Entre um conto e outro, alguns pespontos. Preciso dos pespontos para manter o principal equilibrado e firme. Preciso todo o tempo... Aprendi a pespontar quando a minha mãe me ensinou a fazer flores. Não, não se aprende a pespontar quando se faz flores. Essas apenas me lembram a minha mãe que me ensinou a pespontar os arranjos que a vida nos dá.



domingo, 6 de janeiro de 2013

MEU NOTURNO É VOCÊ # 2



Um poeta me disse que somos pouco, escassez, quando ele nos leu, ontem, numa ensolarada manhã, debaixo de vinhas. Ele escreveu também: "tudo no mundo é expectante, sobretudo, nas vinhas, que se embriagam antes de nos embriagar."
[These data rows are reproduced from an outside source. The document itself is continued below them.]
//! Lifecycle notifications
//!
//! Optional observer callbacks attached to a world. Listeners fire
//! synchronously after the triggering mutation has completed; they are not
//! required for correctness of the store.

use crate::component::ComponentTypeId;
use crate::entity::Entity;
use crate::query::QueryId;

/// A lifecycle notification emitted by the world
#[derive(Debug, Clone, Copy, PartialEq, Eq)]
pub enum WorldEvent {
    EntityCreated(Entity),
    EntityDestroyed(Entity),
    ComponentAdded {
        entity: Entity,
        component: ComponentTypeId,
    },
    ComponentRemoved {
        entity: Entity,
        component: ComponentTypeId,
    },
    QueryCreated(QueryId),
}

/// Handle for detaching a registered listener
#[derive(Debug, Clone, Copy, PartialEq, Eq, Hash)]
pub struct ListenerId(u64);

/// Ordered list of listener callbacks
pub(crate) struct EventListeners {
    entries: Vec<(ListenerId, Box<dyn FnMut(&WorldEvent)>)>,
    next_id: u64,
}

impl EventListeners {
    pub(crate) fn new() -> Self {
        Self {
            entries: Vec::new(),
            next_id: 0,
        }
    }

    pub(crate) fn add(&mut self, listener: Box<dyn FnMut(&WorldEvent)>) -> ListenerId {
        let id = ListenerId(self.next_id);
        self.next_id += 1;
        self.entries.push((id, listener));
        id
    }

    /// Detach a listener; returns false if it was already removed
    pub(crate) fn remove(&mut self, id: ListenerId) -> bool {
        let before = self.entries.len();
        self.entries.retain(|(entry_id, _)| *entry_id != id);
        self.entries.len() != before
    }

    /// Invoke every listener in registration order
    pub(crate) fn emit(&mut self, event: &WorldEvent) {
        for (_, listener) in &mut self.entries {
            listener(event);
        }
    }

    pub(crate) fn is_empty(&self) -> bool {
        self.entries.is_empty()
    }
}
Eu, que queria ser poeta, bailarina, amante do rei, eu, que pouco consigo além de minhas palavras, que junto, remendo, podo, corto e desprezo e amo, e também faço desprezar e odiar, não tenho nem as vinhas para um pouco do cheiro delirar, o repouso do guerreiro, a Lua dos amantes, a instabilidade do cigano e não provei as delícias do paraíso para poder lhe dizer, ' venha'.

O poeta sabe de nós e ele nunca nos viu. Psiu! Faça segredo. Já não somos dois, somos três a saber do nosso pouco. Sim, deixo-lhe em dor? Somos pouco, pouco, um fiapo de pano voando ao vento, um casal de pássaros que perdeu o ninho e, destroçado, não aceita outro... Ninho? Nós já tivemos ninho? Nós nunca fomos pássaros (apesar de nossos voos), nunca fomos um casal (apenas encontro) e jamais nos aninhamos (apenas nos tocamos, aninhar é amar). Foi tudo efêmero, enganosa embriaguez, igual à das vinhas, nós, mortos na expectativa.

As areias da praia nunca ouviram falar de nós,  nem as chuvas fortes (aqui, nem chove!), e as vinhas nunca saberão porque viramos ostras.

Prefiro a ostra ao pouco. Não faremos um mosaico:
Hoje, a gente ri. Amanhã, você nem me vê.
Hoje, eu fecho a cara. Amanhã, você puxa conversa.
Hoje, você estende a mão, amanhã, não!

Eu andei muito, venho andando há tanto tempo, sou a anciã mais velha, a primeira ossada dos elefantes, um mapa que nem mais existe. Sou dentro de mim, uma estrada sem fim, que só incomoda,  só incomoda... não caibo em pouco, não o quero pouco, quero-o todo, corpo, alma, pele e coração.

Beba então, cálice após cálice, noite após noites, infernais anos, beba o único bem que possuo além da nossa oculta memória. Beba o som noturno que a minha palavra faz em você.